L'histoire secrète de la crise financière ou comment la Fed domine le monde

De nouvelles informations apparaissent, concernant l'attitude des autorités monétaires et financières, face à la crise, en 2008. Elles montrent le rôle clé de la Fed et la marginalisation du FMI. par Harold James, Princeton

Le grand roman de Balzac Ies illusions perdues se termine par une tirade sur la différence entre « l'histoire officielle », qui est un « tissu de mensonges », et « l'histoire secrète » - c'est à dire la vraie histoire. Dans le temps, il était possible de cacher les vérités scandaleuses de l'histoire pendant longtemps - voire pour toujours. Plus maintenant.

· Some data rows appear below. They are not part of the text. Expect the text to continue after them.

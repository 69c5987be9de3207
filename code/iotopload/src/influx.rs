// InfluxDB 1.x HTTP client: just enough for creating/dropping the database and writing points.
//
// The client is a scoped resource.  It is created (and the server pinged) before anything is
// written, handed to the batch sink, and released when the sink is dropped, whether the run ended
// well or not.

use anyhow::{bail, Context, Result};
use iotoplog::{MetricPoint, PointWriter};
use reqwest::blocking::{Client, RequestBuilder, Response};
use reqwest::StatusCode;
use serde::Deserialize;
use std::fmt::Write;
use std::time::Duration;
use tracing::debug;

#[derive(Debug, Clone)]
pub struct InfluxConfig {
    pub host: String,
    pub port: u16,
    pub database: String,
    pub ssl: bool,
    pub username: Option<String>,
    pub password: Option<String>,
    pub timeout: Duration,
}

impl InfluxConfig {
    pub fn base_url(&self) -> String {
        let scheme = if self.ssl { "https" } else { "http" };
        format!("{scheme}://{}:{}", self.host, self.port)
    }
}

pub struct InfluxClient {
    client: Client,
    base_url: String,
    database: String,
    username: Option<String>,
    password: Option<String>,
}

// The shape of a /query response.  Errors can be at the top level (bad request) or per statement
// (with a 200 status).
#[derive(Deserialize, Default)]
struct QueryResponse {
    #[serde(default)]
    results: Vec<StatementResult>,
    error: Option<String>,
}

#[derive(Deserialize)]
struct StatementResult {
    error: Option<String>,
}

// The shape of a /write error response.
#[derive(Deserialize)]
struct WriteError {
    error: String,
}

impl InfluxClient {
    /// Create the client and check that the server answers.

    pub fn connect(config: &InfluxConfig) -> Result<InfluxClient> {
        let client = Client::builder().timeout(config.timeout).build()?;
        let c = InfluxClient {
            client,
            base_url: config.base_url(),
            database: config.database.clone(),
            username: config.username.clone(),
            password: config.password.clone(),
        };
        c.ping()?;
        debug!("Connected to {}", c.base_url);
        Ok(c)
    }

    pub fn ping(&self) -> Result<()> {
        let url = format!("{}/ping", self.base_url);
        let r = self
            .authorize(self.client.get(&url))
            .send()
            .with_context(|| format!("Could not reach InfluxDB at {}", self.base_url))?;
        if !r.status().is_success() {
            bail!("InfluxDB at {} answered ping with {}", self.base_url, r.status());
        }
        Ok(())
    }

    pub fn create_database(&self) -> Result<()> {
        self.query(&format!("CREATE DATABASE {}", quote_ident(&self.database)))
    }

    pub fn drop_database(&self) -> Result<()> {
        self.query(&format!("DROP DATABASE {}", quote_ident(&self.database)))
    }

    fn query(&self, q: &str) -> Result<()> {
        debug!("Query: {q}");
        let url = format!("{}/query?q={}", self.base_url, urlencoding::encode(q));
        let r = self
            .authorize(self.client.post(&url))
            .send()
            .with_context(|| format!("Query failed: {q}"))?;
        let status = r.status();
        let body = r.text().unwrap_or_default();
        let parsed = serde_json::from_str::<QueryResponse>(&body).unwrap_or_default();
        if let Some(e) = parsed.error {
            bail!("Query failed: {q}: {e}");
        }
        if let Some(e) = parsed.results.into_iter().find_map(|r| r.error) {
            bail!("Query failed: {q}: {e}");
        }
        if !status.is_success() {
            bail!("Query failed: {q}: {status}");
        }
        Ok(())
    }

    /// Write newline-separated line protocol to the database, in one request.

    pub fn write_lines(&self, body: String) -> Result<()> {
        let url = format!(
            "{}/write?db={}&precision=ns",
            self.base_url,
            urlencoding::encode(&self.database)
        );
        let r = self
            .authorize(self.client.post(&url))
            .body(body)
            .send()
            .with_context(|| format!("Could not write to InfluxDB at {}", self.base_url))?;
        check_write(r)
    }

    fn authorize(&self, rb: RequestBuilder) -> RequestBuilder {
        match self.username {
            Some(ref u) => rb.basic_auth(u, self.password.as_ref()),
            None => rb,
        }
    }
}

impl PointWriter for InfluxClient {
    fn write_points(&mut self, points: &[MetricPoint]) -> Result<()> {
        let mut body = String::new();
        for p in points {
            writeln!(body, "{p}")?;
        }
        self.write_lines(body)
    }
}

impl Drop for InfluxClient {
    fn drop(&mut self) {
        debug!("Closing connection to {}", self.base_url);
    }
}

fn check_write(r: Response) -> Result<()> {
    let status = r.status();
    if status == StatusCode::NO_CONTENT || status == StatusCode::OK {
        return Ok(());
    }
    let body = r.text().unwrap_or_default();
    match serde_json::from_str::<WriteError>(&body) {
        Ok(e) => bail!("Write rejected ({status}): {}", e.error),
        Err(_) => bail!("Write rejected ({status})"),
    }
}

// InfluxQL identifier quoting.
fn quote_ident(s: &str) -> String {
    format!("\"{}\"", s.replace('\\', "\\\\").replace('"', "\\\""))
}

#[cfg(test)]
use mockito::Matcher;

#[cfg(test)]
pub fn test_config(server: &mockito::Server, database: &str) -> InfluxConfig {
    let hp = server.host_with_port();
    let (host, port) = hp.split_once(':').unwrap();
    InfluxConfig {
        host: host.to_string(),
        port: port.parse().unwrap(),
        database: database.to_string(),
        ssl: false,
        username: None,
        password: None,
        timeout: Duration::from_secs(5),
    }
}

#[test]
fn test_quote_ident() {
    assert!(quote_ident("iotop") == "\"iotop\"");
    assert!(quote_ident("a\"b") == "\"a\\\"b\"");
}

#[test]
fn test_base_url() {
    let mut c = InfluxConfig {
        host: "db.example.org".to_string(),
        port: 8086,
        database: "iotop".to_string(),
        ssl: false,
        username: None,
        password: None,
        timeout: Duration::from_secs(1),
    };
    assert!(c.base_url() == "http://db.example.org:8086");
    c.ssl = true;
    assert!(c.base_url() == "https://db.example.org:8086");
}

#[test]
fn test_connect_and_create() {
    let mut server = mockito::Server::new();
    let ping = server.mock("GET", "/ping").with_status(204).create();
    let drop_db = server
        .mock("POST", "/query")
        .match_query(Matcher::UrlEncoded("q".into(), "DROP DATABASE \"iotop\"".into()))
        .with_status(200)
        .with_body(r#"{"results":[{"statement_id":0}]}"#)
        .create();
    let create = server
        .mock("POST", "/query")
        .match_query(Matcher::UrlEncoded("q".into(), "CREATE DATABASE \"iotop\"".into()))
        .with_status(200)
        .with_body(r#"{"results":[{"statement_id":0}]}"#)
        .create();

    let client = InfluxClient::connect(&test_config(&server, "iotop")).unwrap();
    client.drop_database().unwrap();
    client.create_database().unwrap();
    ping.assert();
    drop_db.assert();
    create.assert();
}

#[test]
fn test_query_error() {
    let mut server = mockito::Server::new();
    let _ping = server.mock("GET", "/ping").with_status(204).create();
    let _query = server
        .mock("POST", "/query")
        .match_query(Matcher::Any)
        .with_status(200)
        .with_body(r#"{"results":[{"statement_id":0,"error":"database name required"}]}"#)
        .create();
    let client = InfluxClient::connect(&test_config(&server, "iotop")).unwrap();
    let e = client.create_database().unwrap_err();
    assert!(e.to_string().contains("database name required"));
}

#[test]
fn test_write_points() {
    let mut server = mockito::Server::new();
    let _ping = server.mock("GET", "/ping").with_status(204).create();
    let write = server
        .mock("POST", "/write")
        .match_query(Matcher::AllOf(vec![
            Matcher::UrlEncoded("db".into(), "iotop".into()),
            Matcher::UrlEncoded("precision".into(), "ns".into()),
        ]))
        .match_body("iotop,hostname=h,user=u,command=c diskread=0.0,diskwrite=1.5,swapin=0.0,io=2.0 10\n")
        .with_status(204)
        .create();

    let mut client = InfluxClient::connect(&test_config(&server, "iotop")).unwrap();
    let p = MetricPoint {
        measurement: iotoplog::MEASUREMENT,
        tags: [
            ("hostname", "h".to_string()),
            ("user", "u".to_string()),
            ("command", "c".to_string()),
        ],
        fields: [("diskread", 0.0), ("diskwrite", 1.5), ("swapin", 0.0), ("io", 2.0)],
        timestamp: iotoplog::ResolvedTimestamp::from_nanos(10),
    };
    client.write_points(&[p]).unwrap();
    write.assert();
}

#[test]
fn test_write_rejected() {
    let mut server = mockito::Server::new();
    let _ping = server.mock("GET", "/ping").with_status(204).create();
    let _write = server
        .mock("POST", "/write")
        .match_query(Matcher::Any)
        .with_status(400)
        .with_body(r#"{"error":"unable to parse 'x': missing fields"}"#)
        .create();
    let client = InfluxClient::connect(&test_config(&server, "iotop")).unwrap();
    let e = client.write_lines("x\n".to_string()).unwrap_err();
    assert!(e.to_string().contains("missing fields"));
    assert!(e.to_string().contains("400"));
}

#[test]
fn test_ping_fails() {
    // No mocks, so the server answers everything with 501.
    let server = mockito::Server::new();
    let e = InfluxClient::connect(&test_config(&server, "iotop")).err().unwrap();
    assert!(e.to_string().contains("answered ping"));
}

Ceci n'est nulle part aussi apparent que dans les récits de la crise financière mondiale. L'histoire officielle dépeint la Réserve fédérale américaine, la Banque centrale européenne et les autres grandes banques centrales comme adoptant une action coordonnée pour sauver le système financier mondial de la catastrophe. Cependant, les transcriptions publiées récemment des réunions de 2008 du Federal Open Market Committee, le principal organe de décision de la Fed, révèlent que, dans les faits, la Fed a émergé de la crise en tant que la banque centrale du monde, tout en continuant à servir en premier lieu les intérêts américains.

Le rôle premier de la Fed

Les réunions les plus importantes se sont déroulées le 16 septembre et le 28 octobre - à la suite de l'effondrement de la banque d'investissement américaine Lehman Brothers - et portaient sur la création d'accords bilatéraux d'échange de devises visant à assurer une liquidité adéquate. La Fed y avait décidé d'accorder des crédits en dollars à des banques étrangères en échange de devises, que la banque étrangère acceptait de racheter après une période spécifiée au même taux de change, plus les intérêts. Cela fournissait aux banques centrales - en particulier celles de l'Europe, qui faisaient face à une pénurie de dollars après la fuite des investisseurs américains - les dollars dont elles avaient besoin pour prêter aux institutions financières domestiques en difficulté.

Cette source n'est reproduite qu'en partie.